République Française
Au nom du Peuple Français
COUR D'APPEL DE DOUAI
CHAMBRE 2 SECTION 1
ARRÊT DU 03/04/2013
***
N° de MINUTE :
N° RG : 12/02512
Jugement (N° 11/02130)
rendu le 12 Avril 2012
par le Tribunal de Grande Instance de LILLE
REF : SD/CL
APPELANTE
SCI [Adresse 2]
agissant poursuites et diligences de son représentant légal domicilié en cette qualité audit siège
[Adresse 2]
[Localité 1]
Représentée par Me François DELEFORGE (avocat au barreau de DOUAI)
Assistée de Me Bérengère LECAILLE (avocat au barreau de LILLE)
INTIMÉE
SARL BRASSERIE FLORE
prise en la personne de son gérant domicilié en cette qualité audit siège
ayant son siège social [Adresse 1]
[Localité 1]
Représentée par Me Isabelle CARLIER (avocat au barreau de DOUAI)
Assistée de Me Philippe LEFEVRE (avocat au barreau de LILLE)
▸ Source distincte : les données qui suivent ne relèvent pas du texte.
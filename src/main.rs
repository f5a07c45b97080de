// src/main.rs

use grid_relay::{config::Config, server};
use tracing::info;
use tracing_subscriber::EnvFilter;

/// The main entry point for the relay.
#[tokio::main]
async fn main() -> anyhow::Result<()> {
    tracing_subscriber::fmt()
        .with_env_filter(EnvFilter::try_from_default_env().unwrap_or_else(|_| EnvFilter::new("info")))
        .with_target(true)
        .init();

    let config = Config::from_env()?;
    info!(
        addr = %config.bind_addr(),
        database_url = %config.database_url,
        mailbox_capacity = config.rooms.mailbox_capacity,
        echo_to_sender = config.rooms.echo_to_sender,
        "configuration loaded"
    );

    server::run(config).await?;
    Ok(())
}
// src/router.rs

use crate::{handlers, state::AppState, websocket};
use axum::{
    Router,
    routing::{get, post},
};
use tower_http::{
    cors::{Any, CorsLayer},
    trace::TraceLayer,
};

/// Builds the relay's router:
/// - `POST /room` create a room from a grid
/// - `GET /join-room?room_id=..` websocket join
/// - `GET /room/{id}` snapshot and members
/// - `DELETE /room/{id}` remove a room
/// - `GET /room/{id}/record` persisted metadata
///
/// Any origin is allowed; editors are served from a separate frontend host.
pub fn build_router(state: AppState) -> Router {
    let cors = CorsLayer::new()
        .allow_origin(Any)
        .allow_methods(Any)
        .allow_headers(Any);

    Router::new()
        .route("/room", post(handlers::create_room))
        .route("/join-room", get(websocket::join_room_handler))
        .route(
            "/room/{id}",
            get(handlers::get_room).delete(handlers::delete_room),
        )
        .route("/room/{id}/record", get(handlers::get_room_record))
        .fallback(handlers::not_found)
        .layer(cors)
        .layer(TraceLayer::new_for_http())
        .with_state(state)
}
// src/lib.rs

//! Real-time relay for collaborative grid editing.
//!
//! Editors create a room from a table (headers + rows), then join it over a
//! websocket. Every frame an editor sends is fanned out, untouched, to the
//! room's members by the room's own event loop.

pub mod config;
pub mod database;
pub mod error;
pub mod handlers;
pub mod models;
pub mod registry;
pub mod room;
pub mod router;
pub mod server;
pub mod state;
pub mod websocket;
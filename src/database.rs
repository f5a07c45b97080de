// src/database.rs

use crate::{error::AppError, models::RoomId};
use chrono::{DateTime, Utc};
use serde::Serialize;
use sqlx::{
    FromRow,
    sqlite::{SqliteConnectOptions, SqlitePool, SqlitePoolOptions},
};
use std::str::FromStr;
use tracing::info;

/// Metadata persisted for every created room. `id` is the store's own key;
/// `room_id` is the live room it was created for.
#[derive(Debug, Clone, Serialize, FromRow)]
pub struct RoomRecord {
    pub id: i64,
    pub room_id: String,
    pub file_name: String,
    pub file_hash: String,
    pub created_at: DateTime<Utc>,
    pub updated_at: Option<DateTime<Utc>>,
}

#[derive(Clone)]
pub struct RoomStore {
    pool: SqlitePool,
}

impl RoomStore {
    /// Opens (creating if needed) the database at `url` and ensures the
    /// schema exists.
    pub async fn connect(url: &str) -> Result<Self, AppError> {
        let options = SqliteConnectOptions::from_str(url)?.create_if_missing(true);
        // An in-memory database lives and dies with its connection.
        let max_connections = if url.contains(":memory:") { 1 } else { 5 };
        let pool = SqlitePoolOptions::new()
            .max_connections(max_connections)
            .connect_with(options)
            .await?;

        let store = Self { pool };
        store.migrate().await?;
        info!(url, "room store ready");
        Ok(store)
    }

    async fn migrate(&self) -> Result<(), AppError> {
        sqlx::query(
            "CREATE TABLE IF NOT EXISTS room (
                id INTEGER PRIMARY KEY AUTOINCREMENT,
                room_id TEXT NOT NULL,
                file_name TEXT NOT NULL,
                file_hash TEXT NOT NULL DEFAULT '',
                created_at TEXT NOT NULL,
                updated_at TEXT
            )",
        )
        .execute(&self.pool)
        .await?;

        sqlx::query("CREATE INDEX IF NOT EXISTS room_room_id ON room (room_id)")
            .execute(&self.pool)
            .await?;
        Ok(())
    }

    /// Records a newly created room and returns the stored row.
    pub async fn create_room(
        &self,
        room_id: RoomId,
        file_name: &str,
        file_hash: &str,
    ) -> Result<RoomRecord, AppError> {
        let mut tx = self.pool.begin().await?;

        let id = sqlx::query(
            "INSERT INTO room (room_id, file_name, file_hash, created_at, updated_at)
             VALUES (?, ?, ?, ?, NULL)",
        )
        .bind(room_id.to_string())
        .bind(file_name)
        .bind(file_hash)
        .bind(Utc::now())
        .execute(&mut *tx)
        .await?
        .last_insert_rowid();

        let record = sqlx::query_as::<_, RoomRecord>("SELECT * FROM room WHERE id = ?")
            .bind(id)
            .fetch_one(&mut *tx)
            .await?;

        tx.commit().await?;
        Ok(record)
    }

    pub async fn get_room_by_id(&self, id: i64) -> Result<RoomRecord, AppError> {
        sqlx::query_as::<_, RoomRecord>("SELECT * FROM room WHERE id = ?")
            .bind(id)
            .fetch_optional(&self.pool)
            .await?
            .ok_or_else(|| AppError::NotFound(format!("Room record {id} not found")))
    }

    /// Latest record created for a live room id.
    pub async fn get_room_by_room_id(&self, room_id: RoomId) -> Result<RoomRecord, AppError> {
        sqlx::query_as::<_, RoomRecord>(
            "SELECT * FROM room WHERE room_id = ? ORDER BY id DESC LIMIT 1",
        )
        .bind(room_id.to_string())
        .fetch_optional(&self.pool)
        .await?
        .ok_or_else(|| AppError::NotFound("Room record not found".to_string()))
    }

    pub async fn count(&self) -> Result<i64, AppError> {
        let (count,): (i64,) = sqlx::query_as("SELECT COUNT(*) FROM room")
            .fetch_one(&self.pool)
            .await?;
        Ok(count)
    }

    pub async fn close(&self) {
        self.pool.close().await;
    }
}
DÉBATS à l'audience publique du 06 Février 2013 tenue par Sandrine DELATTRE magistrat chargé d'instruire le dossier qui, après rapport oral de l'affaire, a entendu seule les plaidoiries, les conseils des parties ne s'y étant pas opposés et qui en a rendu compte à la Cour dans son délibéré (article 786 du Code de Procédure Civile).
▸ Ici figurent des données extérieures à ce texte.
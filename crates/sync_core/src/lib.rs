use std::sync::{Mutex, MutexGuard, PoisonError};

pub mod activity;
pub mod channel;
pub mod config;
pub mod conversations;
pub mod durable_store;
pub mod error;
pub mod location_scheduler;
pub mod reconciliation;
pub mod request_cache;
pub mod subscriptions;
pub mod transport;

pub use activity::{ActivityLevel, ActivitySignals, ActivityTracker};
pub use channel::{ChannelManager, ChannelState, ReconnectPolicy};
pub use config::{load_settings, SyncSettings};
pub use conversations::{ConversationSync, OutgoingMessage, TimelineUpdate};
pub use durable_store::{DurableStore, HttpDurableStore};
pub use error::SyncError;
pub use location_scheduler::{LocationProvider, LocationScheduler, SchedulerConfig};
pub use reconciliation::{ConversationTimeline, DayGroup, DeliveryOutcome};
pub use request_cache::{CacheError, CallOptions, RequestCache};
pub use subscriptions::{SubscribeOptions, Subscription, SubscriptionHub};
pub use transport::{Transport, TransportLink, WebSocketTransport};

/// Short critical sections never span an await, so a poisoned lock still
/// holds consistent data.
pub(crate) fn lock<T>(mutex: &Mutex<T>) -> MutexGuard<'_, T> {
    mutex.lock().unwrap_or_else(PoisonError::into_inner)
}

#[cfg(test)]
#[path = "tests/support.rs"]
pub(crate) mod test_support;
Les parties ont été avisées à l'issue des débats que l'arrêt serait prononcé par sa mise à disposition au greffe
GREFFIER LORS DES DÉBATS : Véronique DESMET
COMPOSITION DE LA COUR LORS DU DÉLIBÉRÉ
Christine PARENTY, Président de chambre
Philippe BRUNEL, Conseiller
Sandrine DELATTRE, Conseiller
ARRÊT CONTRADICTOIRE prononcé publiquement par mise à disposition au greffe le 03 Avril 2013 (date indiquée à l'issue des débats) et signé par Christine PARENTY, Président et Véronique DESMET, greffier, auquel la minute a été remise par le magistrat signataire.
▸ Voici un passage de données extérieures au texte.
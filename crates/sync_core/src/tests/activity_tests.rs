use super::*;

fn signals(foreground: bool, map_engaged: bool, recent_input: bool) -> ActivitySignals {
    ActivitySignals {
        foreground,
        map_engaged,
        recent_input,
    }
}

#[test]
fn hidden_is_always_background() {
    assert_eq!(resolve_level(signals(false, true, true)), ActivityLevel::Background);
    assert_eq!(resolve_level(signals(false, false, false)), ActivityLevel::Background);
}

#[test]
fn input_or_map_promotes_to_active() {
    assert_eq!(resolve_level(signals(true, false, true)), ActivityLevel::Active);
    assert_eq!(resolve_level(signals(true, true, false)), ActivityLevel::Active);
    assert_eq!(resolve_level(signals(true, false, false)), ActivityLevel::Normal);
}

#[test]
fn cadence_follows_level() {
    assert_eq!(ActivityLevel::Active.cadence(), Duration::from_secs(60));
    assert_eq!(ActivityLevel::Normal.cadence(), Duration::from_secs(180));
    assert_eq!(ActivityLevel::Background.cadence(), Duration::from_secs(600));
}

#[test]
fn idle_timeout_demotes_active_to_normal() {
    let start = Instant::now();
    let mut tracker = ActivityTracker::new(start);
    assert_eq!(tracker.level(start), ActivityLevel::Active);

    let later = start + IDLE_DEMOTION_AFTER;
    assert_eq!(tracker.level(later), ActivityLevel::Normal);

    tracker.record_input(later);
    assert_eq!(tracker.level(later), ActivityLevel::Active);
}

#[test]
fn engaged_map_holds_active_through_idle() {
    let start = Instant::now();
    let mut tracker = ActivityTracker::new(start);
    tracker.set_map_engaged(true);
    assert_eq!(
        tracker.level(start + Duration::from_secs(3_600)),
        ActivityLevel::Active
    );
}

#[test]
fn returning_to_foreground_counts_as_input() {
    let start = Instant::now();
    let mut tracker = ActivityTracker::new(start);
    tracker.set_foreground(false, start);
    let back = start + Duration::from_secs(3_600);
    assert_eq!(tracker.level(back), ActivityLevel::Background);

    tracker.set_foreground(true, back);
    assert_eq!(tracker.level(back), ActivityLevel::Active);
}

#[test]
fn touch_while_hidden_promotes_straight_to_active() {
    let start = Instant::now();
    let mut tracker = ActivityTracker::new(start);
    tracker.set_foreground(false, start);
    assert!(!tracker.is_foreground());
    assert_eq!(tracker.level(start), ActivityLevel::Background);

    let touch = start + Duration::from_secs(30);
    tracker.record_input(touch);

    assert!(tracker.is_foreground());
    assert_eq!(tracker.level(touch), ActivityLevel::Active);
}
ORDONNANCE DE CLÔTURE DU : 6 février 2013
***
Vu le jugement contradictoire du 12 avril 2012 du tribunal de grande instance de Lille qui a dit que le nouveau bail liant la SCI du [Adresse 2] à la SARL BRASSERIE FLORE s'agissant des locaux si [Adresse 1] et [Adresse 2] à Lille a pris effet le 1er octobre 2008, dit que le tribunal est compétent pour statuer accessoirement sur l'action formulée au titre de l'article L145-39 du code de commerce, débouté la SCI du [Adresse 2] de son action en révision du loyer sur le fondement de l'article L145-39 du code de commerce, introduite par la demande du 22 octobre 2008, condamné la SCI du [Adresse 2] à verser à la SARL BRASSERIE FLORE la somme de 1500 euros sur le fondement de l'article 700 du Code de procédure civile, ainsi qu'à supporter la charge des dépens ;
Vu l'appel interjeté le 24 avril 2012 par la SCI du [Adresse 2] ;
Vu les conclusions déposées le 1er février 2013 pour cette dernière ;
Vu les conclusions déposées le 5 février 2013 pour la SARL BRASSERIE FLORE ;
Vu l'ordonnance de clôture du 6 février 2013 ;
La SCI du [Adresse 2] a interjeté appel aux fins d'infirmation du jugement entrepris, et demande à la cour de constater l'incompétence matérielle du tribunal de grande instance s'agissant des demandes relatives à la révision formulée par la SARL BRASSERIE FLORE, de dire que le nouveau bail a pris effet le 23 janvier 2009 en vertu des dispositions de l'article L145-12 du code de commerce dans sa rédaction antérieure au 4 août 2008, en conséquence, de renvoyer les parties devant le juge des loyers commerciaux aux fins de fixer le prix du loyer révisé, de débouter la SARL BRASSERIE FLORE de ses demandes, fins et conclusions, et de la condamner à lui payer la somme de 4000 euros en vertu de l'article 700 du code de procédure civile, ainsi qu'à supporter la charge des dépens dont recouvrement au profit de la SCP DELEFORGE FRANCHI, avocat.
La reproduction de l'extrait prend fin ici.